The thermal head 8 is brought into pressure contact with the thermal paper again, and printing is resumed according to the next print data. By repeating the above-described operations, bidirectional printing is performed on the thermal paper.

〔Effect of the invention〕

As detailed above, the thermal printer according to the present invention performs printing on thermal paper without using a thermal transfer ribbon using bidirectional printing control, so it can print at a higher speed than conventional thermal printers. I can do it.

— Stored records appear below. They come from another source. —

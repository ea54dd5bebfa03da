//! Site adapters: the extraction contract and its selector-driven
//! implementation.
//!
//! A site is described entirely by a [`SiteSelectors`] table. Adding a
//! storefront means adding a table (see [`nike`] and [`adidas`]) and
//! registering it in [`crate::registry`]; nothing in the pipeline or the
//! orchestrator changes.

pub mod adidas;
pub mod nike;

use std::collections::BTreeMap;

use pricewatch_core::{CurrencyCode, DEFAULT_CURRENCY};
use rust_decimal::Decimal;
use scraper::{ElementRef, Html, Selector};

use crate::error::ScrapeError;
use crate::normalize::{parse_currency, parse_price};

/// Capability every site adapter provides over a parsed product page.
///
/// `extract_availability`, `extract_currency` and `extract_additional`
/// always produce a value. The other three fail when their node is missing.
pub trait Extractor: Send + Sync {
    /// Registry key this adapter is served under, e.g. `"nike"`.
    fn source_key(&self) -> &str;

    /// # Errors
    ///
    /// [`ScrapeError::FieldNotFound`] with `"title"` if the node is absent or empty.
    fn extract_title(&self, doc: &Html) -> Result<String, ScrapeError>;

    /// # Errors
    ///
    /// [`ScrapeError::FieldNotFound`] with `"price"` if the node is absent,
    /// or [`ScrapeError::PriceParse`] if its text is not a price.
    fn extract_price(&self, doc: &Html) -> Result<Decimal, ScrapeError>;

    /// In stock unless the site's sold-out marker is present.
    fn extract_availability(&self, doc: &Html) -> bool;

    /// # Errors
    ///
    /// [`ScrapeError::FieldNotFound`] with `"image"` if the node or its URL
    /// attribute is absent.
    fn extract_image_url(&self, doc: &Html) -> Result<String, ScrapeError>;

    /// Re-reads the price node; [`DEFAULT_CURRENCY`] when it is absent.
    fn extract_currency(&self, doc: &Html) -> CurrencyCode;

    /// Best-effort promotional and sold-out text. Every key the site
    /// defines is present, with `""` when its node is absent.
    fn extract_additional(&self, doc: &Html) -> BTreeMap<String, String>;
}

/// CSS selectors describing where one storefront keeps each field.
#[derive(Debug, Clone, Copy)]
pub struct SiteSelectors {
    pub source_key: &'static str,
    pub title: &'static str,
    pub price: &'static str,
    /// Presence of this node means the product is sold out.
    pub sold_out: &'static str,
    pub image: &'static str,
    /// Attribute on the image node holding its URL.
    pub image_attr: &'static str,
    /// `(key, selector)` pairs for the additional-data map. Each key is
    /// always emitted; its value is the node text, or `""` when absent.
    pub additional: &'static [(&'static str, &'static str)],
}

/// An [`Extractor`] driven by a compiled [`SiteSelectors`] table.
#[derive(Debug)]
pub struct SelectorAdapter {
    source_key: &'static str,
    title: Selector,
    price: Selector,
    sold_out: Selector,
    image: Selector,
    image_attr: &'static str,
    additional: Vec<(&'static str, Selector)>,
}

impl SelectorAdapter {
    /// Compiles every selector in `table`.
    ///
    /// # Errors
    ///
    /// Returns [`ScrapeError::InvalidSelector`] for the first selector that
    /// does not parse.
    pub fn compile(table: &SiteSelectors) -> Result<Self, ScrapeError> {
        let additional = table
            .additional
            .iter()
            .map(|(key, css)| Ok((*key, compile_selector(css)?)))
            .collect::<Result<Vec<_>, ScrapeError>>()?;

        Ok(Self {
            source_key: table.source_key,
            title: compile_selector(table.title)?,
            price: compile_selector(table.price)?,
            sold_out: compile_selector(table.sold_out)?,
            image: compile_selector(table.image)?,
            image_attr: table.image_attr,
            additional,
        })
    }
}

impl Extractor for SelectorAdapter {
    fn source_key(&self) -> &str {
        self.source_key
    }

    fn extract_title(&self, doc: &Html) -> Result<String, ScrapeError> {
        first_text(doc, &self.title)
            .filter(|t| !t.is_empty())
            .ok_or(ScrapeError::FieldNotFound("title"))
    }

    fn extract_price(&self, doc: &Html) -> Result<Decimal, ScrapeError> {
        let text = first_text(doc, &self.price).ok_or(ScrapeError::FieldNotFound("price"))?;
        parse_price(&text)
    }

    fn extract_availability(&self, doc: &Html) -> bool {
        doc.select(&self.sold_out).next().is_none()
    }

    fn extract_image_url(&self, doc: &Html) -> Result<String, ScrapeError> {
        doc.select(&self.image)
            .next()
            .and_then(|img| img.value().attr(self.image_attr))
            .map(str::trim)
            .filter(|url| !url.is_empty())
            .map(str::to_owned)
            .ok_or(ScrapeError::FieldNotFound("image"))
    }

    fn extract_currency(&self, doc: &Html) -> CurrencyCode {
        first_text(doc, &self.price).map_or(DEFAULT_CURRENCY, |text| parse_currency(&text))
    }

    fn extract_additional(&self, doc: &Html) -> BTreeMap<String, String> {
        self.additional
            .iter()
            .map(|(key, selector)| {
                ((*key).to_owned(), first_text(doc, selector).unwrap_or_default())
            })
            .collect()
    }
}

fn compile_selector(css: &str) -> Result<Selector, ScrapeError> {
    Selector::parse(css).map_err(|e| ScrapeError::InvalidSelector {
        selector: css.to_owned(),
        reason: e.to_string(),
    })
}

/// Trimmed text of the first node matching `selector`, whitespace runs
/// collapsed to single spaces.
fn first_text(doc: &Html, selector: &Selector) -> Option<String> {
    doc.select(selector).next().map(element_text)
}

fn element_text(element: ElementRef<'_>) -> String {
    element
        .text()
        .flat_map(str::split_whitespace)
        .collect::<Vec<_>>()
        .join(" ")
}

#[cfg(test)]
mod tests {
    use super::*;

    const BROKEN: SiteSelectors = SiteSelectors {
        source_key: "broken",
        title: "h1[",
        price: "span",
        sold_out: "div",
        image: "img",
        image_attr: "src",
        additional: &[],
    };

    #[test]
    fn compile_reports_invalid_selector() {
        let err = SelectorAdapter::compile(&BROKEN).unwrap_err();
        assert!(
            matches!(err, ScrapeError::InvalidSelector { ref selector, .. } if selector == "h1["),
            "got: {err:?}"
        );
    }

    #[test]
    fn element_text_collapses_whitespace_across_nodes() {
        let doc = Html::parse_fragment("<p>  Air <b>Jordan</b>\n  1   Low </p>");
        let sel = Selector::parse("p").unwrap();
        assert_eq!(first_text(&doc, &sel).as_deref(), Some("Air Jordan 1 Low"));
    }
}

Moreover, the mode switching between unidirectional printing control and bidirectional printing control is automatically performed based on the detection of attachment and detachment of the thermal transfer ribbon, which greatly improves the operability.

[Brief explanation of drawings]

Fig. 1 is a perspective view showing an embodiment of the present invention realized by a micro switch, Fig. 2a is an enlarged sectional view showing the state in which the thermal head is in pressure contact with the platen, and Fig. 2b is the thermal head. FIG. 3 is an enlarged sectional view showing a state in which the device is opened from the platen, and FIG. 3 is a block diagram when the above embodiment is connected to a computer. In the figure, 1 is a solenoid, 2 is a plunger, 4 is a guide bar, 7 is a carriage, 8 is a thermal head, 9 is a supply side thermal transfer ribbon cassette, 12 is a thermal transfer ribbon, 13 is a platen, 14 is paper, 15
17 is a CPU, 19 is a storage section, 21 is a carriage drive mechanism, 22 is a head release mechanism, and 23 is a ribbon drive mechanism.

Claims (1)

[Scope of Claims] 1. A thermal head that generates heat based on print data, and a drive means for reciprocating the thermal head along a print medium, and transfers ink to the print medium by the heat generated by the thermal head. A thermal printer with a removable thermal transfer ribbon includes a detection means for detecting whether or not the thermal transfer ribbon is attached, and unidirectional printing control when the thermal transfer ribbon is attached based on the detection result of the detection means. and control means for performing bidirectional printing control when a thermal transfer ribbon is not attached.